I will have to try steaming them, so interesting.

StayorLeave posted 4/28/2013 09:47 AM

I boil them for 12 mins uncovered. Never fails me.

Lionne posted 4/28/2013 17:43 PM

Aren't you sorry you asked? Now, which method are you going to try???

LosferWords posted 4/28/2013 19:17 PM

I do the bring to a boil covered, and turn off burner a day let sit. I only let them sit for twelve minutes, though.

That's eggzactly how I do it, and they always turn out perfect.

sisoon posted 4/29/2013 18:15 PM

Tried steaming...yolks a little liquid at 9 minutes, but they peel easy.

I'm rally getting that different stoves cook differently.

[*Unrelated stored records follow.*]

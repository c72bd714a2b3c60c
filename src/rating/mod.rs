//! Rating system: generalized multiplayer Elo
//!
//! This module provides the rating update trait, the multiplayer Elo
//! implementation, placement score functions and finishing-place simulation.

pub mod calculator;
pub mod multi_elo;
pub mod score;
pub mod simulation;

// Re-export commonly used types
pub use calculator::RatingUpdater;
pub use multi_elo::{KScaling, MultiElo, MultiEloConfig};
pub use score::ScoreFunction;
pub use simulation::{scores_to_result_proportions, simulate_win_probabilities};
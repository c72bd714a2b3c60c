//! A single competitor and its rating history

use crate::error::{RatingError, Result};
use crate::types::CompetitorId;
use chrono::NaiveDate;
use serde::{Deserialize, Serialize};

/// One point in a competitor's rating history
///
/// `date` is `None` for the synthetic creation entry, or for results recorded
/// without a date. Undated entries never answer as-of-date lookups.
#[derive(Debug, Clone, Copy, PartialEq, Serialize, Deserialize)]
pub struct HistoryEntry {
    pub date: Option<NaiveDate>,
    pub rating: f64,
}

/// Current and historical ratings of one competitor
#[derive(Debug, Clone, PartialEq, Serialize, Deserialize)]
pub struct Competitor {
    id: CompetitorId,
    rating: f64,
    history: Vec<HistoryEntry>,
}

impl Competitor {
    /// Create a competitor whose history starts with the initial rating
    pub fn create(
        id: impl Into<CompetitorId>,
        initial_rating: f64,
        creation_date: Option<NaiveDate>,
    ) -> Self {
        Self {
            id: id.into(),
            rating: initial_rating,
            history: vec![HistoryEntry {
                date: creation_date,
                rating: initial_rating,
            }],
        }
    }

    /// Rebuild a competitor from a previously recorded history
    ///
    /// The first entry is treated as the creation entry and the current rating
    /// is taken from the last entry.
    pub fn with_history(id: impl Into<CompetitorId>, history: Vec<HistoryEntry>) -> Result<Self> {
        let id = id.into();
        let last = history.last().copied().ok_or_else(|| {
            RatingError::invalid_input(format!("History for competitor {} is empty", id))
        })?;

        let mut latest: Option<NaiveDate> = None;
        for entry in &history {
            if !entry.rating.is_finite() {
                return Err(RatingError::invalid_input(format!(
                    "History for competitor {} contains a non-finite rating",
                    id
                )));
            }
            if let Some(date) = entry.date {
                if latest.is_some_and(|latest| date < latest) {
                    return Err(RatingError::invalid_input(format!(
                        "History for competitor {} is not in date order",
                        id
                    )));
                }
                latest = Some(date);
            }
        }

        Ok(Self {
            id,
            rating: last.rating,
            history,
        })
    }

    pub fn id(&self) -> &str {
        &self.id
    }

    /// Current rating
    pub fn rating(&self) -> f64 {
        self.rating
    }

    pub fn history(&self) -> &[HistoryEntry] {
        &self.history
    }

    /// Date of the most recent dated history entry
    pub fn latest_date(&self) -> Option<NaiveDate> {
        self.history.iter().rev().find_map(|entry| entry.date)
    }

    /// Record the rating produced by a new result
    ///
    /// Fails if `date` is earlier than an already recorded date; history is
    /// never reordered.
    pub fn record_result(&mut self, new_rating: f64, date: Option<NaiveDate>) -> Result<()> {
        if !new_rating.is_finite() {
            return Err(RatingError::invalid_input(format!(
                "Rating for competitor {} must be finite (got {})",
                self.id, new_rating
            )));
        }

        if let (Some(date), Some(latest)) = (date, self.latest_date()) {
            if date < latest {
                return Err(RatingError::invalid_input(format!(
                    "Result for competitor {} dated {} precedes recorded history ({})",
                    self.id, date, latest
                )));
            }
        }

        self.history.push(HistoryEntry {
            date,
            rating: new_rating,
        });
        self.rating = new_rating;
        Ok(())
    }

    /// Rating in effect on `date`
    ///
    /// Uses the latest dated entry on or before `date`; when several entries
    /// share that date the last one recorded wins. Returns `default_rating`
    /// when `date` predates the whole history.
    pub fn rating_as_of(&self, date: NaiveDate, default_rating: f64) -> f64 {
        self.history
            .iter()
            .filter(|entry| entry.date.is_some_and(|d| d <= date))
            .max_by_key(|entry| entry.date)
            .map(|entry| entry.rating)
            .unwrap_or(default_rating)
    }

    /// Number of results recorded; the creation entry is not a game
    pub fn games_played(&self) -> usize {
        self.history.len().saturating_sub(1)
    }

    /// True if any result after the creation entry was recorded without a date
    pub fn has_undated_results(&self) -> bool {
        self.history.iter().skip(1).any(|entry| entry.date.is_none())
    }
}

impl std::fmt::Display for Competitor {
    fn fmt(&self, f: &mut std::fmt::Formatter<'_>) -> std::fmt::Result {
        write!(
            f,
            "{}: {:.2} ({} games)",
            self.id,
            self.rating,
            self.games_played()
        )
    }
}
//! Metrics for the rating tracker
//!
//! This module provides Prometheus metrics describing matchup processing.

pub mod collector;

pub use collector::{MetricsCollector, MetricsTimer, PerformanceMetrics, TrackerMetrics};
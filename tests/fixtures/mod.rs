//! Shared matchup data for integration testing

#![allow(dead_code)]

use chrono::NaiveDate;
use multielo_tracker::config::RatingConfig;
use multielo_tracker::{CompetitorRegistry, Matchup, PlacementSlot};

pub const TOLERANCE: f64 = 1e-9;

pub fn date(s: &str) -> NaiveDate {
    s.parse().expect("valid test date")
}

pub fn tied(ids: &[&str]) -> Option<PlacementSlot> {
    Some(PlacementSlot::Tied(ids.iter().map(|id| id.to_string()).collect()))
}

pub fn single(id: &str) -> Option<PlacementSlot> {
    Some(PlacementSlot::Single(id.to_string()))
}

pub fn default_registry() -> CompetitorRegistry {
    CompetitorRegistry::from_config(&RatingConfig::default()).expect("default config is valid")
}

/// Three weekly family game nights, no ties
pub fn family_game_nights() -> Vec<Matchup> {
    vec![
        Matchup::ranked(date("2020-03-29"), ["Homer", "Marge", "Bart"]),
        Matchup::ranked(date("2020-04-05"), ["Lisa", "Bart", "Homer"]),
        Matchup::ranked(date("2020-04-12"), ["Lisa", "Marge", "Homer"]),
    ]
}

/// Five game nights including tied finishes and empty slots
pub fn family_game_nights_with_ties() -> Vec<Matchup> {
    vec![
        Matchup::ranked(date("2020-03-29"), ["Homer", "Marge", "Bart"]),
        Matchup::new(
            date("2020-04-05"),
            vec![tied(&["Lisa", "Bart"]), None, single("Homer")],
        ),
        Matchup::new(
            date("2020-04-12"),
            vec![tied(&["Lisa", "Marge"]), single("Homer"), None],
        ),
        Matchup::new(
            date("2020-04-19"),
            vec![tied(&["Marge", "Homer", "Bart"]), None, None],
        ),
        Matchup::new(
            date("2020-04-26"),
            vec![single("Lisa"), tied(&["Bart", "Marge"]), single("Homer")],
        ),
    ]
}

pub fn assert_close(actual: f64, expected: f64) {
    assert!(
        (actual - expected).abs() < TOLERANCE,
        "expected {}, got {}",
        expected,
        actual
    );
}
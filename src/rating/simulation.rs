//! Monte Carlo estimates of finishing-place probabilities
//!
//! Each simulated contest draws a performance for every participant from a
//! Gumbel distribution centred on their rating. With scale
//! `rating_scale_divisor / ln(logistic_base)` the head-to-head win rate of any
//! pair matches the logistic Elo curve used by [`MultiElo`].

use crate::error::{RatingError, Result};
use crate::rating::multi_elo::MultiElo;
use rand::rngs::StdRng;
use rand::{Rng, SeedableRng};
use std::cmp::Ordering;
use tracing::debug;

/// Estimate how likely each participant is to finish in each place
///
/// Returns an `n x n` matrix where entry `(i, j)` is the probability that
/// participant `i` finishes in place `j + 1`. Rows and columns each sum to 1.
pub fn simulate_win_probabilities(
    elo: &MultiElo,
    ratings: &[f64],
    n_sim: usize,
    seed: Option<u64>,
) -> Result<Vec<Vec<f64>>> {
    if ratings.is_empty() {
        return Err(RatingError::invalid_input("No ratings provided for simulation"));
    }
    if let Some(bad) = ratings.iter().find(|rating| !rating.is_finite()) {
        return Err(RatingError::invalid_input(format!(
            "Ratings must be finite numbers (got {})",
            bad
        )));
    }
    if n_sim == 0 {
        return Err(RatingError::invalid_input(
            "Number of simulations must be positive",
        ));
    }

    let mut rng = match seed {
        Some(seed) => StdRng::seed_from_u64(seed),
        None => StdRng::from_entropy(),
    };

    let config = elo.config();
    let scale = config.rating_scale_divisor / config.logistic_base.ln();
    let n = ratings.len();

    let mut counts = vec![vec![0usize; n]; n];
    let mut performances = vec![0.0; n];
    for _ in 0..n_sim {
        for (performance, rating) in performances.iter_mut().zip(ratings) {
            let u: f64 = rng.gen_range(f64::MIN_POSITIVE..1.0);
            *performance = rating - scale * (-u.ln()).ln();
        }
        for (place, player) in finishing_order(&performances).into_iter().enumerate() {
            counts[player][place] += 1;
        }
    }

    debug!("Simulated {} contests for {} participants", n_sim, n);

    Ok(to_proportions(counts, n_sim))
}

/// Convert a players x trials score matrix into finishing-place proportions
///
/// Higher scores finish ahead; equal scores go to the lower index.
pub fn scores_to_result_proportions(scores: &[Vec<f64>]) -> Result<Vec<Vec<f64>>> {
    let n = scores.len();
    let trials = scores.first().map(Vec::len).unwrap_or(0);
    if n == 0 || trials == 0 {
        return Err(RatingError::invalid_input("Score matrix is empty"));
    }
    if scores.iter().any(|row| row.len() != trials) {
        return Err(RatingError::invalid_input(
            "Every player needs the same number of scores",
        ));
    }

    let mut counts = vec![vec![0usize; n]; n];
    let mut column = vec![0.0; n];
    for trial in 0..trials {
        for (value, row) in column.iter_mut().zip(scores) {
            *value = row[trial];
        }
        for (place, player) in finishing_order(&column).into_iter().enumerate() {
            counts[player][place] += 1;
        }
    }

    Ok(to_proportions(counts, trials))
}

fn finishing_order(scores: &[f64]) -> Vec<usize> {
    let mut order: Vec<usize> = (0..scores.len()).collect();
    order.sort_by(|&a, &b| scores[b].partial_cmp(&scores[a]).unwrap_or(Ordering::Equal));
    order
}

fn to_proportions(counts: Vec<Vec<usize>>, total: usize) -> Vec<Vec<f64>> {
    counts
        .into_iter()
        .map(|row| {
            row.into_iter()
                .map(|count| count as f64 / total as f64)
                .collect()
        })
        .collect()
}
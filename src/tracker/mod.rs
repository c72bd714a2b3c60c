//! Competitor tracking: per-competitor history and the registry that drives
//! rating updates across dated matchups

pub mod competitor;
pub mod registry;

pub use competitor::{Competitor, HistoryEntry};
pub use registry::CompetitorRegistry;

I really like the steam method and will switch to that. Just a little more experimentation to get 'em the way I want 'em....

Amazonia posted 4/29/2013 18:17 PM

Wow, I'm surprised they were runny. Mine are usually "gummy" by 10 minutes. Did you count the 9 minutes starting when the water was already boiling?

thebighurt posted 4/30/2013 10:05 AM

I'm rally getting that different stoves cook differently.

VERY true! Methods that work on a gas stove will not work on an electric one and vice versa in some cases. I had to switch to a totally different recipe for a couple of things and change methods with others when I put in an electric stove after I had previously used gas. Total fail of one of them.